Johnson rejects SNP’S claim of a ‘full-scale assault on devolution’

- By Daniel Sanderson SCOTTISH CORRESPOND­ENT

BORIS JOHNSON has accused the SNP of attempting to erect trade barriers between England and Scotland as he firmly rejected claims that his government had launched the “biggest power grab” of the devolution era.

The UK Government will today unveil plans it says will ensure seamless trade within the UK after the Brexit transition period ends next year.

Under the proposals, which will be put out to consultati­on, products meeting standards set by legislator­s in one part of the UK would have to be accepted in the other UK nations.

The measure is designed to provide simplicity for businesses and to make it easier for Britain to strike trade deals with other nations. UK ministers fear trade agreements will be harder to negotiate if foreign companies have to meet different regulation­s or standards in England, Scotland, Wales or Northern Ireland.

The Prime Minister said yesterday that under the changes, which relate to policy areas that are nominally devolved but had previously been decided by the EU, devolved administra­tions would receive a swathe of new powers.

Stormont will receive 157 new powers, Holyrood 111 and the Welsh Parliament 70, the UK Government said.

However, proposals to write the principle of “mutual recognitio­n” – meaning regulation­s from one part of the UK will be recognised across the country – into law will be strongly resisted by the Scottish Government.

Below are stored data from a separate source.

impl UnifiedContent {
    pub fn from_input(
        id: String,
        run_id: String,
        input: OrchestrationInput,
        created_at: DateTime<Utc>,
    ) -> Self {
        UnifiedContent {
            id,
            owner_id: input.owner_id,
            title: input.title,
            description: input.description,
            media_url: input.media_url,
            media_kind: input.media_kind,
            duration_secs: input.duration_secs,
            tags: input.tags,
            category: input.category,
            niche: input.niche,
            target_platforms: input.target_platforms,
            publish_strategy: input.publish_strategy,
            scheduled_for: input.scheduled_for,
            timezone: input.timezone,
            optimization: input.optimization,
            status: ContentStatus::Optimizing,
            orchestration_run_id: run_id,
            created_at,
        }
    }

    /// Rebuilds the submission that produced this content, for re-runs.
    pub fn to_input(&self) -> OrchestrationInput {
        OrchestrationInput {
            owner_id: self.owner_id.clone(),
            title: self.title.clone(),
            description: self.description.clone(),
            media_url: self.media_url.clone(),
            media_kind: self.media_kind,
            duration_secs: self.duration_secs,
            tags: self.tags.clone(),
            category: self.category.clone(),
            niche: self.niche.clone(),
            target_platforms: self.target_platforms.clone(),
            publish_strategy: self.publish_strategy,
            scheduled_for: self.scheduled_for,
            timezone: self.timezone.clone(),
            optimization: self.optimization,
        }
    }

    pub fn content_kind(&self) -> MediaKind {
        resolve_kind(self.media_kind, self.media_url.is_some())
    }
}

/// Result of the viral optimizer.
#[derive(Debug, Clone, PartialEq, Serialize, Deserialize)]
pub struct ViralAnalysis {
    pub analysis_id: String,
    pub score: f64,
    #[serde(default)]
    pub hooks: Vec<String>,
    pub optimized_title: String,
    #[serde(default)]
    pub optimized_description: Option<String>,
    #[serde(default)]
    pub optimized_tags: Vec<String>,
    #[serde(default)]
    pub recommendations: Vec<String>,
}

#[derive(Debug, Clone, PartialEq, Serialize, Deserialize)]
pub struct GeneratedThumbnail {
    pub analysis_id: String,
    pub image_url: String,
    pub score: f64,
}

#[derive(Debug, Clone, PartialEq, Serialize, Deserialize)]
pub struct GeneratedAd {
    pub analysis_id: String,
    pub image_url: String,
    pub headline: String,
    pub score: f64,
}

/// Outputs of the fan-out stage. Each field is present only if that optimizer ran and succeeded.
#[derive(Debug, Clone, Default, PartialEq, Serialize, Deserialize)]
pub struct OptimizationResults {
    pub viral: Option<ViralAnalysis>,
    pub thumbnail: Option<GeneratedThumbnail>,
    pub ad: Option<GeneratedAd>,
}

/// Compact per-run digest of what the optimizers said.
#[derive(Debug, Clone, Default, PartialEq, Serialize, Deserialize)]
pub struct OptimizationSummary {
    pub viral_score: Option<f64>,
    pub thumbnail_score: Option<f64>,
    pub ad_score: Option<f64>,
    pub hooks: Vec<String>,
    pub recommendations: Vec<String>,
}

impl From<&OptimizationResults> for OptimizationSummary {
    fn from(results: &OptimizationResults) -> Self {
        OptimizationSummary {
            viral_score: results.viral.as_ref().map(|v| v.score),
            thumbnail_score: results.thumbnail.as_ref().map(|t| t.score),
            ad_score: results.ad.as_ref().map(|a| a.score),
            hooks: results
                .viral
                .as_ref()
                .map(|v| v.hooks.clone())
                .unwrap_or_default(),
            recommendations: results
                .viral
                .as_ref()
                .map(|v| v.recommendations.clone())
                .unwrap_or_default(),
        }
    }
}
//! Error types for the orchestration core.
//!
//! Only two kinds of failure ever reach a caller of the orchestrator: a rejected submission
//! ([`ValidationError`]) and a pipeline that could not even create its records
//! ([`OrchestrationError::Pipeline`]). Optimizer and distribution failures are isolated inside
//! their stages, and a run that fails after its records exist comes back as a normal result with
//! `status = failed`.

use serde::{Deserialize, Serialize};

/// Boxed error returned by every collaborator (optimizers, poster, scheduler).
pub type CollaboratorError = Box<dyn std::error::Error + Send + Sync>;

/// Reasons a submission is rejected before any record is written.
#[derive(thiserror::Error, Debug, Clone, PartialEq, Eq)]
pub enum ValidationError {
    #[error("title must not be empty")]
    MissingTitle,

    #[error("at least one target platform is required")]
    NoTargetPlatforms,

    #[error("target platform listed more than once: {0}")]
    DuplicatePlatform(String),

    #[error("target platform identifier must not be empty")]
    BlankPlatform,

    #[error("scheduled publishing requires a schedule time")]
    MissingScheduleTime,

    #[error("schedule time {0} is not in the future")]
    ScheduleInPast(String),

    #[error("schedule time is only allowed with scheduled publishing")]
    UnexpectedScheduleTime,
}

/// Storage failures raised by a [`crate::contract::LedgerStore`].
#[derive(thiserror::Error, Debug)]
pub enum LedgerError {
    #[error("ledger serialization error: {0}")]
    Serialization(#[from] serde_json::Error),

    #[error("ledger snapshot I/O error: {0}")]
    Io(#[from] std::io::Error),

    #[error("ledger record not found: {0}")]
    NotFound(String),

    #[error("ledger conflict: {0}")]
    Conflict(String),

    #[error("ledger backend error: {0}")]
    Backend(String),
}

/// Errors propagated out of [`crate::orchestrator::Orchestrator`].
#[derive(thiserror::Error, Debug)]
pub enum OrchestrationError {
    #[error("invalid submission: {0}")]
    Validation(#[from] ValidationError),

    #[error("pipeline failure: {0}")]
    Pipeline(String),

    #[error("conflict: {0}")]
    Conflict(String),

    /// A ledger read outside a pipeline run failed.
    #[error(transparent)]
    Ledger(#[from] LedgerError),
}

/// Why a run ended in `failed`.
#[derive(Debug, Clone, Copy, PartialEq, Eq, Serialize, Deserialize)]
#[serde(rename_all = "lowercase")]
pub enum FailureKind {
    /// An uncaught error inside the pipeline stages.
    Pipeline,
    /// The caller's cancellation token fired before the run settled.
    Cancelled,
    /// The run was found stuck in `running` by the reconciliation sweep.
    Stale,
}

impl std::fmt::Display for FailureKind {
    fn fmt(&self, f: &mut std::fmt::Formatter<'_>) -> std::fmt::Result {
        let s = match self {
            FailureKind::Pipeline => "pipeline",
            FailureKind::Cancelled => "cancelled",
            FailureKind::Stale => "stale",
        };
        f.write_str(s)
    }
}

SNP ministers say they could be forced to accept lower standards, for example in devolved areas such as food or farming, and have accused UK ministers of an attempt to trespass into areas they control.

Challenged at Prime Minister’s Questions yesterday by the SNP’S Ian Blackford, who accused him of a “fullscale assault on devolution,” Mr Johnson said his opponent should be celebratin­g the new powers that would be coming to the Scottish Parliament.

“What we are doing is possibly the biggest single act of devolution to Scotland, Wales and Northern Ireland in modern memory,” Mr Johnson said.